## Task requirements:
Your answer should consist of each line below that contains the string "crate".
[Source records Boundary: Start]
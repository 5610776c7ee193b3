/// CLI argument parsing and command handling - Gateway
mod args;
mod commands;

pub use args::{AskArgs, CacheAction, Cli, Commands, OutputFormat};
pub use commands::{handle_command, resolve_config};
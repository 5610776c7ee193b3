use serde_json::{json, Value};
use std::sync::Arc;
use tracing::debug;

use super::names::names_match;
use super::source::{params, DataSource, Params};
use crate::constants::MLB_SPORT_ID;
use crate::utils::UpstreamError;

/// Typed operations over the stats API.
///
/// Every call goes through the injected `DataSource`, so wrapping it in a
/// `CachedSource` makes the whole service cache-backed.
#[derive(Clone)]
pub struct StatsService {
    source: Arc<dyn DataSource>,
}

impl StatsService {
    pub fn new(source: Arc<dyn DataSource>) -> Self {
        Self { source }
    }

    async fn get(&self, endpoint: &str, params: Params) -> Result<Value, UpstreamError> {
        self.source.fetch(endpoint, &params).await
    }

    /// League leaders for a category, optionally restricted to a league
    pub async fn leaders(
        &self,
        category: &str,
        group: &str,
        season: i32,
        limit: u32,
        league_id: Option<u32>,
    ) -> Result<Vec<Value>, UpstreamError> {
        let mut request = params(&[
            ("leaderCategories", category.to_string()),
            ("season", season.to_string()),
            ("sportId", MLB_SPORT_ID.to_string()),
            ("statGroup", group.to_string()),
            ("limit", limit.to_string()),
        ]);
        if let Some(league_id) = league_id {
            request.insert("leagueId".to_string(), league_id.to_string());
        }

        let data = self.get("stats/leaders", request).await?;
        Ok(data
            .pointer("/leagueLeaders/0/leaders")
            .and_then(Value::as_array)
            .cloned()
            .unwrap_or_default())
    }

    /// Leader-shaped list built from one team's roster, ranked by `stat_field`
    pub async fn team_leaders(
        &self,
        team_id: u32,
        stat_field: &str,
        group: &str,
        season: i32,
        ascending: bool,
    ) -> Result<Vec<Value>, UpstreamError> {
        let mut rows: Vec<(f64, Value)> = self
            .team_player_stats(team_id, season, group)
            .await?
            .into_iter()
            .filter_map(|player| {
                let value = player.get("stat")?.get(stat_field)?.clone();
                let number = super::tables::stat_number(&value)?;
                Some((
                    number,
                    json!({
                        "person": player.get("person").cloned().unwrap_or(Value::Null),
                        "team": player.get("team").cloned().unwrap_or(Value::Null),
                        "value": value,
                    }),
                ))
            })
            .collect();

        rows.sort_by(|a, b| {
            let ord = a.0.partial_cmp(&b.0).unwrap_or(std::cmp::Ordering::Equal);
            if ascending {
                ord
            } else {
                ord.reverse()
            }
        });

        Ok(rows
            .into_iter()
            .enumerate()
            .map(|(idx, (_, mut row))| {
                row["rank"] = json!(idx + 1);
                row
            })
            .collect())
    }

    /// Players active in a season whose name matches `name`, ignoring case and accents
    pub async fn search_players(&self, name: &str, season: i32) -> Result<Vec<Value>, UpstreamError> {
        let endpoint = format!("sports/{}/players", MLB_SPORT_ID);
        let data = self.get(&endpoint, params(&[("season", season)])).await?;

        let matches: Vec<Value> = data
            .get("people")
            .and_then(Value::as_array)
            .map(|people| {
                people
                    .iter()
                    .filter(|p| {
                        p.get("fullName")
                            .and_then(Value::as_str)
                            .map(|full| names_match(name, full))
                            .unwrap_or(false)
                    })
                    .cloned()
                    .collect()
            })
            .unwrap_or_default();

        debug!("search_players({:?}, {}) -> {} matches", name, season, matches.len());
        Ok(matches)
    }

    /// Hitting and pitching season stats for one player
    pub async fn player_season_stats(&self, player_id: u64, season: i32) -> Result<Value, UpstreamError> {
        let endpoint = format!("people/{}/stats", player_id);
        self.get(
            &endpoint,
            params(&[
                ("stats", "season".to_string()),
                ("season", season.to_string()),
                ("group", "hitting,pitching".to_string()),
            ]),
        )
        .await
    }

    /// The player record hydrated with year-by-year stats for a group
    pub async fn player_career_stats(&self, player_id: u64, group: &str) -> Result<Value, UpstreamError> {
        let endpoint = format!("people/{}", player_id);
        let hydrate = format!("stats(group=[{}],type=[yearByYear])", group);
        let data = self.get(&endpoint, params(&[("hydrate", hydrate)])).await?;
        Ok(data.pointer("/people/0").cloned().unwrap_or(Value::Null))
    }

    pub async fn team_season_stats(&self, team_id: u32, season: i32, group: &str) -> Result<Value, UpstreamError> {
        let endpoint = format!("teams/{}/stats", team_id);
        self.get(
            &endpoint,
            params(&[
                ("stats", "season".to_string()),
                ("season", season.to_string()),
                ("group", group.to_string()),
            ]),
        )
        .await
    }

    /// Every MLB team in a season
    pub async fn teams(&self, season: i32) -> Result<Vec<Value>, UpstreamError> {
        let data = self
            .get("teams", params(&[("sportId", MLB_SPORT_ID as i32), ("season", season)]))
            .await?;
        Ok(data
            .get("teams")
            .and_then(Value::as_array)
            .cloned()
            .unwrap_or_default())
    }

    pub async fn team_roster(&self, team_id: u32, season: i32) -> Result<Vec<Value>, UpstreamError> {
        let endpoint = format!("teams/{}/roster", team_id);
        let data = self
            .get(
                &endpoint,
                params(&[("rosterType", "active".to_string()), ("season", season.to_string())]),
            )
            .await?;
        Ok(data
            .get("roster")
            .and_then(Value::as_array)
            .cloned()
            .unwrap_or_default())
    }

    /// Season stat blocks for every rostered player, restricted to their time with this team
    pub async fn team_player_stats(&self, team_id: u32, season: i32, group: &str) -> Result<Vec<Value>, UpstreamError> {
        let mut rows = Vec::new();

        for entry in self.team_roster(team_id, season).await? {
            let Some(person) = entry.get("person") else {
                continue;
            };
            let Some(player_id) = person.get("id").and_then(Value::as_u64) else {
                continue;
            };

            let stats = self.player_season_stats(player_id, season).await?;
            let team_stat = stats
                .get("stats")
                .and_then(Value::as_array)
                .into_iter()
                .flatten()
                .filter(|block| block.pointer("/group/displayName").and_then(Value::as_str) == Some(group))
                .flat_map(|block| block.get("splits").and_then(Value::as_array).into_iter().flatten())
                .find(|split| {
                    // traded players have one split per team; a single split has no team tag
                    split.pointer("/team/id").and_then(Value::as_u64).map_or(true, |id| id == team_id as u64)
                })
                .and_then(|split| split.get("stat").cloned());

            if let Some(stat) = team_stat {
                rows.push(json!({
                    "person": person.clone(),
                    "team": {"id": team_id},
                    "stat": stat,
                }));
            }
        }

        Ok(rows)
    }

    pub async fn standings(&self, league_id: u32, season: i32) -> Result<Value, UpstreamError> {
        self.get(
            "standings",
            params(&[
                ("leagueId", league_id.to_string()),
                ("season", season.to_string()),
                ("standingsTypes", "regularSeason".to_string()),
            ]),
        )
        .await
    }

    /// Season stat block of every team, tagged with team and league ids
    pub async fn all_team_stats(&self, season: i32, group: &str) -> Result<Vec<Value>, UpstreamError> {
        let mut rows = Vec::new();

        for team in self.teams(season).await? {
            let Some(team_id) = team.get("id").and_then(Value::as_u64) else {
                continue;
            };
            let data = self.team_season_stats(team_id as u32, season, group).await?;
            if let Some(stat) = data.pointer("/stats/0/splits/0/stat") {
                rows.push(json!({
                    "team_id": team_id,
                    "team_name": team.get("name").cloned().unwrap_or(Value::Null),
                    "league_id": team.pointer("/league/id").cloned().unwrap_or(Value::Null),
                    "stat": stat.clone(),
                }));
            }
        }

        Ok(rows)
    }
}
[Source records Boundary: End]
[Source records Boundary: Start]
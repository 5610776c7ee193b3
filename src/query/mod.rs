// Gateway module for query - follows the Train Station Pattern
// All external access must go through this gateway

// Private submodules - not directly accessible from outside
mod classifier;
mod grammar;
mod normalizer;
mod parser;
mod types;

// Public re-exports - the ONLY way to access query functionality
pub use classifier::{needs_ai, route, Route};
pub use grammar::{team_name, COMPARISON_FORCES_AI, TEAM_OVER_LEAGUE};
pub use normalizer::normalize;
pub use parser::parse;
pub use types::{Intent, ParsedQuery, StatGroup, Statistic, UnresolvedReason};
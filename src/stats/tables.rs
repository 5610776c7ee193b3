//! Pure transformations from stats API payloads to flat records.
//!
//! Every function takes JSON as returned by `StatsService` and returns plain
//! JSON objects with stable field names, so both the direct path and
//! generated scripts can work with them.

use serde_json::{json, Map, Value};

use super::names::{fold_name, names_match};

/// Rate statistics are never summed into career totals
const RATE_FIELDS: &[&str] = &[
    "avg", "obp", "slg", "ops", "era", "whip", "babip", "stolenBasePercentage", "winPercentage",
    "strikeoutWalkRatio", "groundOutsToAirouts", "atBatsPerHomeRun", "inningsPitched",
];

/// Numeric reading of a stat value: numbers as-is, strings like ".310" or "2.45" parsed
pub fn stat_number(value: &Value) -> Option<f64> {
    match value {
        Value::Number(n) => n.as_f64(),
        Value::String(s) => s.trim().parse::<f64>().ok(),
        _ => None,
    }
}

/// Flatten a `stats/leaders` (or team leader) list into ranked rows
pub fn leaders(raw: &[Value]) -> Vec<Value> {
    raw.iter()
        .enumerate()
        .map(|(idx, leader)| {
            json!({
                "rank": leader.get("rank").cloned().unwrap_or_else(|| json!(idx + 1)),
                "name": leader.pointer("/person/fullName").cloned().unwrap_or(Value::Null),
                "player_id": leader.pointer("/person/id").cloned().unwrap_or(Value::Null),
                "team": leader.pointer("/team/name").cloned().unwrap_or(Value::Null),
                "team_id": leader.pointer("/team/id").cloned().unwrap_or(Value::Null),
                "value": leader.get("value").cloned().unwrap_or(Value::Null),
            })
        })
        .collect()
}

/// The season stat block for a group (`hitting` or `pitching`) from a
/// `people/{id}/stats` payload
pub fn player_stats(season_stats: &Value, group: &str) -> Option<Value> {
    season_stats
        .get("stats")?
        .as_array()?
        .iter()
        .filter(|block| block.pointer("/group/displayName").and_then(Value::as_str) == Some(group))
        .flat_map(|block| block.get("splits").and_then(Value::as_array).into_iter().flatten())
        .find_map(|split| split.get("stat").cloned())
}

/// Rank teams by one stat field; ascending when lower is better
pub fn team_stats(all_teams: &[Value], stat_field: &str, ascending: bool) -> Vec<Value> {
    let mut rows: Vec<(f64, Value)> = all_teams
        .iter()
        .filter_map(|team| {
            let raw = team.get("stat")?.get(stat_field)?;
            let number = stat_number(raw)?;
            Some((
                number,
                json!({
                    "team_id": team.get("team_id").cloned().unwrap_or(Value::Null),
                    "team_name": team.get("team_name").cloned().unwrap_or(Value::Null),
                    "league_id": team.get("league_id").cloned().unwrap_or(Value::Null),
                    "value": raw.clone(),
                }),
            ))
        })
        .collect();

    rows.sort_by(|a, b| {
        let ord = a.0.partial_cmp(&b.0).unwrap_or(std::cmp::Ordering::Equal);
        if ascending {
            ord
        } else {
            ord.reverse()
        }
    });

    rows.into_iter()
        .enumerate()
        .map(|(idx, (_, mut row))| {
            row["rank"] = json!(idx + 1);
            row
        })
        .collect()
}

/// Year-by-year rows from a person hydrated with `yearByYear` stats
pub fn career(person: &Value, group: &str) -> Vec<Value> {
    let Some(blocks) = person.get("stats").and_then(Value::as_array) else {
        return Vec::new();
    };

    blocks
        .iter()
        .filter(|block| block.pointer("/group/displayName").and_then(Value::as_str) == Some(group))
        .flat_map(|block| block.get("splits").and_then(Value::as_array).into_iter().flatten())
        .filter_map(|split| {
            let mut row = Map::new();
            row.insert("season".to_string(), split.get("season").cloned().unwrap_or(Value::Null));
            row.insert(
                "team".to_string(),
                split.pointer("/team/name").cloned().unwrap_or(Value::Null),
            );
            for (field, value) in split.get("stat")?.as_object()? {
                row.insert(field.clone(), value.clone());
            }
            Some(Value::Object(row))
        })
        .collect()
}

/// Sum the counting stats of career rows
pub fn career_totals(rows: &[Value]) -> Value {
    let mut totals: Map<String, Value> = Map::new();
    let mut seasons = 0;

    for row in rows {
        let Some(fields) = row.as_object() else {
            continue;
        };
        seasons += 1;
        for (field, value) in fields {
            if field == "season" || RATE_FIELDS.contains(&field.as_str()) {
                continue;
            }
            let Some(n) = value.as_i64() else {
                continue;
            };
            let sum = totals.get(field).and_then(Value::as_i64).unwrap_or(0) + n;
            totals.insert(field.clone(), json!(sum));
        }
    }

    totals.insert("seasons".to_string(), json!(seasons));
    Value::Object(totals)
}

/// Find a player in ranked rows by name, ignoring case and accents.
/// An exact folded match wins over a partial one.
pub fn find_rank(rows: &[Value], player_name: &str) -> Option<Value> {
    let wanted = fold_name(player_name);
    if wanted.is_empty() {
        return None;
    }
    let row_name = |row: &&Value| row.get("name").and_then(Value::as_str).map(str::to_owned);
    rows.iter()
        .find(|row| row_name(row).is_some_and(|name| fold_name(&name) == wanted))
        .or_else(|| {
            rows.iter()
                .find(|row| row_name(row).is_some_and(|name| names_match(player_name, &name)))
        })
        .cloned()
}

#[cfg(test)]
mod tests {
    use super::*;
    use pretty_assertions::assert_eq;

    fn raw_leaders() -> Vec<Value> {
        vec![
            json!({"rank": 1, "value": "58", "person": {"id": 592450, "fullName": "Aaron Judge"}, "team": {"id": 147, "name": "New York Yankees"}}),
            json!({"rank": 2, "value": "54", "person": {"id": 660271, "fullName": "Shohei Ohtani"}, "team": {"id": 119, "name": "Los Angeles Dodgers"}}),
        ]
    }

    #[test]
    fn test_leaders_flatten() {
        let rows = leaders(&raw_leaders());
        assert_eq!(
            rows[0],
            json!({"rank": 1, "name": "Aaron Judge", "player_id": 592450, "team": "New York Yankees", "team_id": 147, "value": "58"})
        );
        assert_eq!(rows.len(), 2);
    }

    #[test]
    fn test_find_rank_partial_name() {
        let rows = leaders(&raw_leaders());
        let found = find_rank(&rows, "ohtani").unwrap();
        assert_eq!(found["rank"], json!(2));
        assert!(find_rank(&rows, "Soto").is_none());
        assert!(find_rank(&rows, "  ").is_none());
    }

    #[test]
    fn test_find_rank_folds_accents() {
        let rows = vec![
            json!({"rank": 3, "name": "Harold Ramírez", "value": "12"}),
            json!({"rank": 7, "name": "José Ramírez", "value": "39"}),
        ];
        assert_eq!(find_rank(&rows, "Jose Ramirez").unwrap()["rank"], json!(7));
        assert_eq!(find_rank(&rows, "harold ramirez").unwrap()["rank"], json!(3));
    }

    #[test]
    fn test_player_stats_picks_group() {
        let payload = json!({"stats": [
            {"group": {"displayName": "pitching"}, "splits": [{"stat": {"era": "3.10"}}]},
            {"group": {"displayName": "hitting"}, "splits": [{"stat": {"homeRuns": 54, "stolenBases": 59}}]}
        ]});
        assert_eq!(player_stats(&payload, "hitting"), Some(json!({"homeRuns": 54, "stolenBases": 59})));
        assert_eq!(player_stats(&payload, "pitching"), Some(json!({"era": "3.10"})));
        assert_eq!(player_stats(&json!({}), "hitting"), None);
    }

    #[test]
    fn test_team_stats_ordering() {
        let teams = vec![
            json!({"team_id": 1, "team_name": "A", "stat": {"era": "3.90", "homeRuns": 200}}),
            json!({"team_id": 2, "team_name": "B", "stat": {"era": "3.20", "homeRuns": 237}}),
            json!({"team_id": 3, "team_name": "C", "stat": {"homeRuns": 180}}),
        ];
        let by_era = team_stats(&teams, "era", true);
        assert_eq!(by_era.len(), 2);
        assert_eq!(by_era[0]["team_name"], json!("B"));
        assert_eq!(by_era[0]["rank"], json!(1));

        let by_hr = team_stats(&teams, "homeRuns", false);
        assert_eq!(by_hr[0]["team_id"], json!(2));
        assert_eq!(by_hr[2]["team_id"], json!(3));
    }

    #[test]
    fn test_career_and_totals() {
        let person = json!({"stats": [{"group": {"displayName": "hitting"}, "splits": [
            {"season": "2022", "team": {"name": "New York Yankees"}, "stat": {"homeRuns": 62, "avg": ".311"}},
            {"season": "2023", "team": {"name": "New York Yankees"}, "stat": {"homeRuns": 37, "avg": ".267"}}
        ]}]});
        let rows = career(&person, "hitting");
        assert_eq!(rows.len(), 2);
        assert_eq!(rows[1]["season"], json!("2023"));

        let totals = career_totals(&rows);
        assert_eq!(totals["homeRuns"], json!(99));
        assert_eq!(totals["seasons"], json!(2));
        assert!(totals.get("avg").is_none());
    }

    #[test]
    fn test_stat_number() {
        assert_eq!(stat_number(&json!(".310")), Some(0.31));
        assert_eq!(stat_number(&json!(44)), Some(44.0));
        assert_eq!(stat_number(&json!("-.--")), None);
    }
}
[Source records Boundary: End]
[Source records Boundary: Start]
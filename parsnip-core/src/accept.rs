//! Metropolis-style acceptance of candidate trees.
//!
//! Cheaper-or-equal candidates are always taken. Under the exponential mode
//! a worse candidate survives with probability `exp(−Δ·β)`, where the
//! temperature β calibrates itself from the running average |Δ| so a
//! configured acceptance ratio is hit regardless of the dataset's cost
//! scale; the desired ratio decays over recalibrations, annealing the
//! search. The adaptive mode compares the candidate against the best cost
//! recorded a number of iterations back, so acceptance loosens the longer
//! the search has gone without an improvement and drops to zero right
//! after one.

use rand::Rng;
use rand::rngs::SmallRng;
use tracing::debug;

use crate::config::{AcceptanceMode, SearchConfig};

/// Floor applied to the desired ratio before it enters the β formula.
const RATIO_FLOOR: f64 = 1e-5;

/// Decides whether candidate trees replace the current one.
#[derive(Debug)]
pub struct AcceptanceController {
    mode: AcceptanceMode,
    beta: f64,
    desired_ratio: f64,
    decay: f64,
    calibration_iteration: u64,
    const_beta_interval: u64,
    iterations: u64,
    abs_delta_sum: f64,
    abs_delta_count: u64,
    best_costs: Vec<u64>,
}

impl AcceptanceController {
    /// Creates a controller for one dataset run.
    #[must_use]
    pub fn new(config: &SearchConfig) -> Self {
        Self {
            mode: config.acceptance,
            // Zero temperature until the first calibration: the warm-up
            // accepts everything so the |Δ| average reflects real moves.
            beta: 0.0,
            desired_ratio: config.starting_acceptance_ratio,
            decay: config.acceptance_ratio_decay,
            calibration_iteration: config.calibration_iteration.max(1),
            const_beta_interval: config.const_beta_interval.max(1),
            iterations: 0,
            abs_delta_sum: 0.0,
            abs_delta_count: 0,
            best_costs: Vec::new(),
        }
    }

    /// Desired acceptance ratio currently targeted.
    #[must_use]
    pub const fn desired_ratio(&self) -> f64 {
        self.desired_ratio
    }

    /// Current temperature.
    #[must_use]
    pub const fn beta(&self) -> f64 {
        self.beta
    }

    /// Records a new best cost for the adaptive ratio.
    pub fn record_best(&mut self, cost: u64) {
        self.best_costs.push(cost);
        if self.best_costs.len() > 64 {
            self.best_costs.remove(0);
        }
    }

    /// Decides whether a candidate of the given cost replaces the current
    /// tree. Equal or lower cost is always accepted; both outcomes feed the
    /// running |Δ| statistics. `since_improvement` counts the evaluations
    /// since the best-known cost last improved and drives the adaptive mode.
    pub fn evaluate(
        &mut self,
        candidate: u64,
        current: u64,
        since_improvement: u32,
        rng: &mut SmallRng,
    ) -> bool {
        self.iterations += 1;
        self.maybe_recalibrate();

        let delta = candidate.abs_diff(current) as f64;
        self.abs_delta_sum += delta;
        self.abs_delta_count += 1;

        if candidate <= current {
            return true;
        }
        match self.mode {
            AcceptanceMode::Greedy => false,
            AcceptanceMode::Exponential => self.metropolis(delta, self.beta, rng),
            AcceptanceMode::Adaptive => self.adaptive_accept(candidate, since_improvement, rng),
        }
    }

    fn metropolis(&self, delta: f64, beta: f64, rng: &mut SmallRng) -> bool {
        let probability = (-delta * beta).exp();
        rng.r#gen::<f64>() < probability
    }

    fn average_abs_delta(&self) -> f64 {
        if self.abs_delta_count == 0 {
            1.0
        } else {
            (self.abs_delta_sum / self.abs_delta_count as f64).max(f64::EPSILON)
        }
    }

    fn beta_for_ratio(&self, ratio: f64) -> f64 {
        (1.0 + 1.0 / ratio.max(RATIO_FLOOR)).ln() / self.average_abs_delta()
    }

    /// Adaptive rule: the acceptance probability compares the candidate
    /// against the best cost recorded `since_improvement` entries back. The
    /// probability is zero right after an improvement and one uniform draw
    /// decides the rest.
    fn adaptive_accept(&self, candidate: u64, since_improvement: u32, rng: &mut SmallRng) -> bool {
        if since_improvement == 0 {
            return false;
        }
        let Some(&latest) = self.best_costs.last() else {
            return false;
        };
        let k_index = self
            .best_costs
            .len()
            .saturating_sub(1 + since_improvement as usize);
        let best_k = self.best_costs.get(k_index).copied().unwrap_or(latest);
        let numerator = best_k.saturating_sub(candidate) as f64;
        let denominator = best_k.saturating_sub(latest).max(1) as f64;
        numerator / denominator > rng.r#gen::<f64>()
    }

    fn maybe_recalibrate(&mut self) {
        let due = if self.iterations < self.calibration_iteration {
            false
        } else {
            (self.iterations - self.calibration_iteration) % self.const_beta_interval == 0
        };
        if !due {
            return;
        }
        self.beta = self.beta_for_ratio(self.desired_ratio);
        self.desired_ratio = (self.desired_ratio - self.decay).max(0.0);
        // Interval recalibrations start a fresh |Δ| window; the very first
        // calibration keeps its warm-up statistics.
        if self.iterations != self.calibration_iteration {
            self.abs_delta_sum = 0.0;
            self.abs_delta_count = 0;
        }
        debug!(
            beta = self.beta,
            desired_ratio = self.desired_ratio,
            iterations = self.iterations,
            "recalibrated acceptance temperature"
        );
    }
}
[Source records Boundary: End]
## Response to the exercise:
use crate::constants::MLB_SPORT_ID;
use crate::utils::UpstreamError;
use crate::config::{AcceptanceMode, SearchConfig};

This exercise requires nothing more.